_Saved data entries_
BEGIN

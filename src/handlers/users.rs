use axum::{
    Json,
    extract::{Path, State},
    http::StatusCode,
};

use crate::{
    AppState,
    error::ApiError,
    handlers::AppJson,
    models::{AdminCreateUserRequest, AdminUpdateUserRequest, AdminUser},
    services::accounts::AccountService,
};

// Every route in this module sits behind the admin middleware, so handlers
// do not re-check the caller.

/// list_users
///
/// [Admin] Every account, with flags and role slug.
#[utoipa::path(
    get,
    path = "/users",
    responses(
        (status = 200, description = "Users", body = [AdminUser]),
        (status = 403, description = "Not an admin")
    )
)]
pub async fn list_users(State(state): State<AppState>) -> Result<Json<Vec<AdminUser>>, ApiError> {
    let users = AccountService::new(state.repo.as_ref(), &state.config)
        .list_users()
        .await?;
    Ok(Json(users.iter().map(AdminUser::from).collect()))
}

#[utoipa::path(
    get,
    path = "/users/{id}",
    params(("id" = i64, Path, description = "User id")),
    responses(
        (status = 200, description = "User", body = AdminUser),
        (status = 404, description = "Not Found")
    )
)]
pub async fn get_user(
    State(state): State<AppState>,
    Path(id): Path<i64>,
) -> Result<Json<AdminUser>, ApiError> {
    let user = AccountService::new(state.repo.as_ref(), &state.config)
        .get_user(id)
        .await?;
    Ok(Json(AdminUser::from(&user)))
}

/// create_user
///
/// [Admin] The password is optional; without one the account cannot log in.
#[utoipa::path(
    post,
    path = "/users",
    request_body = AdminCreateUserRequest,
    responses(
        (status = 201, description = "User created", body = AdminUser),
        (status = 400, description = "Validation errors"),
        (status = 404, description = "Unknown role slug")
    )
)]
pub async fn create_user(
    State(state): State<AppState>,
    AppJson(payload): AppJson<AdminCreateUserRequest>,
) -> Result<(StatusCode, Json<AdminUser>), ApiError> {
    let user = AccountService::new(state.repo.as_ref(), &state.config)
        .admin_create(payload)
        .await?;
    Ok((StatusCode::CREATED, Json(AdminUser::from(&user))))
}

/// update_user
///
/// [Admin] Partial update for both PUT and PATCH. `"role": null` clears the
/// role.
#[utoipa::path(
    method(put, patch),
    path = "/users/{id}",
    params(("id" = i64, Path, description = "User id")),
    request_body = AdminUpdateUserRequest,
    responses(
        (status = 200, description = "User updated", body = AdminUser),
        (status = 400, description = "Validation errors"),
        (status = 404, description = "Not Found")
    )
)]
pub async fn update_user(
    State(state): State<AppState>,
    Path(id): Path<i64>,
    AppJson(payload): AppJson<AdminUpdateUserRequest>,
) -> Result<Json<AdminUser>, ApiError> {
    let user = AccountService::new(state.repo.as_ref(), &state.config)
        .admin_update(id, payload)
        .await?;
    Ok(Json(AdminUser::from(&user)))
}

#[utoipa::path(
    delete,
    path = "/users/{id}",
    params(("id" = i64, Path, description = "User id")),
    responses(
        (status = 204, description = "Deleted"),
        (status = 404, description = "Not Found")
    )
)]
pub async fn delete_user(
    State(state): State<AppState>,
    Path(id): Path<i64>,
) -> Result<StatusCode, ApiError> {
    AccountService::new(state.repo.as_ref(), &state.config)
        .admin_delete(id)
        .await?;
    Ok(StatusCode::NO_CONTENT)
}
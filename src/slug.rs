use once_cell::sync::Lazy;
use regex::Regex;
use unicode_normalization::UnicodeNormalization;

/// Longest slug derived from a blog title.
pub const MAX_DERIVED_SLUG: usize = 250;

static UNSAFE_CHARS: Lazy<Regex> =
    Lazy::new(|| Regex::new(r"[^\w\s-]").expect("static regex compiles"));
static SEPARATORS: Lazy<Regex> =
    Lazy::new(|| Regex::new(r"[-\s]+").expect("static regex compiles"));
static VALID_SLUG: Lazy<Regex> =
    Lazy::new(|| Regex::new(r"^[-a-zA-Z0-9_]+$").expect("static regex compiles"));

/// Converts free text into an ASCII slug.
///
/// The text is NFKD-decomposed first, so accented letters keep their base
/// letter ("Crème" becomes "creme"); whatever is still non-ASCII is dropped.
/// Anything that is not a word character, whitespace or a hyphen is removed,
/// and the text is lowercased. Runs of whitespace and hyphens become a single
/// "-". Leading and trailing "-" and "_" are trimmed.
pub fn slugify(value: &str) -> String {
    let ascii: String = value.nfkd().filter(char::is_ascii).collect();
    let lowered = ascii.to_lowercase();
    let cleaned = UNSAFE_CHARS.replace_all(&lowered, "");
    let joined = SEPARATORS.replace_all(&cleaned, "-");
    joined.trim_matches(|c| c == '-' || c == '_').to_string()
}

/// Slug derived from a blog title, cut to the stored length limit.
pub fn derive_blog_slug(title: &str) -> String {
    slugify(title).chars().take(MAX_DERIVED_SLUG).collect()
}

/// True when `value` only holds letters, digits, underscores or hyphens.
pub fn is_valid_slug(value: &str) -> bool {
    VALID_SLUG.is_match(value)
}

END

_How to complete this task_
Each entry above must be retyped exactly.

_Your solution_
filename src/handlers/users.rs
use axum::{
    Json,
    extract::{Path, State},
    http::StatusCode,
};

use crate::{
    AppState,
    error::ApiError,
    handlers::AppJson,
    models::{AdminCreateUserRequest, AdminUpdateUserRequest, AdminUser},
    services::accounts::AccountService,
};

// Every route in this module sits behind the admin middleware, so handlers
// do not re-check the caller.

/// list_users
///
/// [Admin] Every account, with flags and role slug.
#[utoipa::path(
    get,
    path = "/users",
    responses(
        (status = 200, description = "Users", body = [AdminUser]),
        (status = 403, description = "Not an admin")
    )
)]
pub async fn list_users(State(state): State<AppState>) -> Result<Json<Vec<AdminUser>>, ApiError> {
    let users = AccountService::new(state.repo.as_ref(), &state.config)
        .list_users()
        .await?;
    Ok(Json(users.iter().map(AdminUser::from).collect()))
}

#[utoipa::path(
    get,
    path = "/users/{id}",
    params(("id" = i64, Path, description = "User id")),
    responses(
        (status = 200, description = "User", body = AdminUser),
        (status = 404, description = "Not Found")
    )
)]
pub async fn get_user(
    State(state): State<AppState>,
    Path(id): Path<i64>,
) -> Result<Json<AdminUser>, ApiError> {
    let user = AccountService::new(state.repo.as_ref(), &state.config)
        .get_user(id)
        .await?;
    Ok(Json(AdminUser::from(&user)))
}

/// create_user
///
/// [Admin] The password is optional; without one the account cannot log in.
#[utoipa::path(
    post,
    path = "/users",
    request_body = AdminCreateUserRequest,
    responses(
        (status = 201, description = "User created", body = AdminUser),
        (status = 400, description = "Validation errors"),
        (status = 404, description = "Unknown role slug")
    )
)]
pub async fn create_user(
    State(state): State<AppState>,
    AppJson(payload): AppJson<AdminCreateUserRequest>,
) -> Result<(StatusCode, Json<AdminUser>), ApiError> {
    let user = AccountService::new(state.repo.as_ref(), &state.config)
        .admin_create(payload)
        .await?;
    Ok((StatusCode::CREATED, Json(AdminUser::from(&user))))
}

/// update_user
///
/// [Admin] Partial update for both PUT and PATCH. `"role": null` clears the
/// role.
#[utoipa::path(
    method(put, patch),
    path = "/users/{id}",
    params(("id" = i64, Path, description = "User id")),
    request_body = AdminUpdateUserRequest,
    responses(
        (status = 200, description = "User updated", body = AdminUser),
        (status = 400, description = "Validation errors"),
        (status = 404, description = "Not Found")
    )
)]
pub async fn update_user(
    State(state): State<AppState>,
    Path(id): Path<i64>,
    AppJson(payload): AppJson<AdminUpdateUserRequest>,
) -> Result<Json<AdminUser>, ApiError> {
    let user = AccountService::new(state.repo.as_ref(), &state.config)
        .admin_update(id, payload)
        .await?;
    Ok(Json(AdminUser::from(&user)))
}

#[utoipa::path(
    delete,
    path = "/users/{id}",
    params(("id" = i64, Path, description = "User id")),
    responses(
        (status = 204, description = "Deleted"),
        (status = 404, description = "Not Found")
    )
)]
pub async fn delete_user(
    State(state): State<AppState>,
    Path(id): Path<i64>,
) -> Result<StatusCode, ApiError> {
    AccountService::new(state.repo.as_ref(), &state.config)
        .admin_delete(id)
        .await?;
    Ok(StatusCode::NO_CONTENT)
}
filename src/slug.rs
use once_cell::sync::Lazy;
use regex::Regex;
use unicode_normalization::UnicodeNormalization;

/// Longest slug derived from a blog title.
pub const MAX_DERIVED_SLUG: usize = 250;

static UNSAFE_CHARS: Lazy<Regex> =
    Lazy::new(|| Regex::new(r"[^\w\s-]").expect("static regex compiles"));
static SEPARATORS: Lazy<Regex> =
    Lazy::new(|| Regex::new(r"[-\s]+").expect("static regex compiles"));
static VALID_SLUG: Lazy<Regex> =
    Lazy::new(|| Regex::new(r"^[-a-zA-Z0-9_]+$").expect("static regex compiles"));

/// Converts free text into an ASCII slug.
///
/// The text is NFKD-decomposed first, so accented letters keep their base
/// letter ("Crème" becomes "creme"); whatever is still non-ASCII is dropped.
/// Anything that is not a word character, whitespace or a hyphen is removed,
/// and the text is lowercased. Runs of whitespace and hyphens become a single
/// "-". Leading and trailing "-" and "_" are trimmed.
pub fn slugify(value: &str) -> String {
    let ascii: String = value.nfkd().filter(char::is_ascii).collect();
    let lowered = ascii.to_lowercase();
    let cleaned = UNSAFE_CHARS.replace_all(&lowered, "");
    let joined = SEPARATORS.replace_all(&cleaned, "-");
    joined.trim_matches(|c| c == '-' || c == '_').to_string()
}

/// Slug derived from a blog title, cut to the stored length limit.
pub fn derive_blog_slug(title: &str) -> String {
    slugify(title).chars().take(MAX_DERIVED_SLUG).collect()
}

/// True when `value` only holds letters, digits, underscores or hyphens.
pub fn is_valid_slug(value: &str) -> bool {
    VALID_SLUG.is_match(value)
}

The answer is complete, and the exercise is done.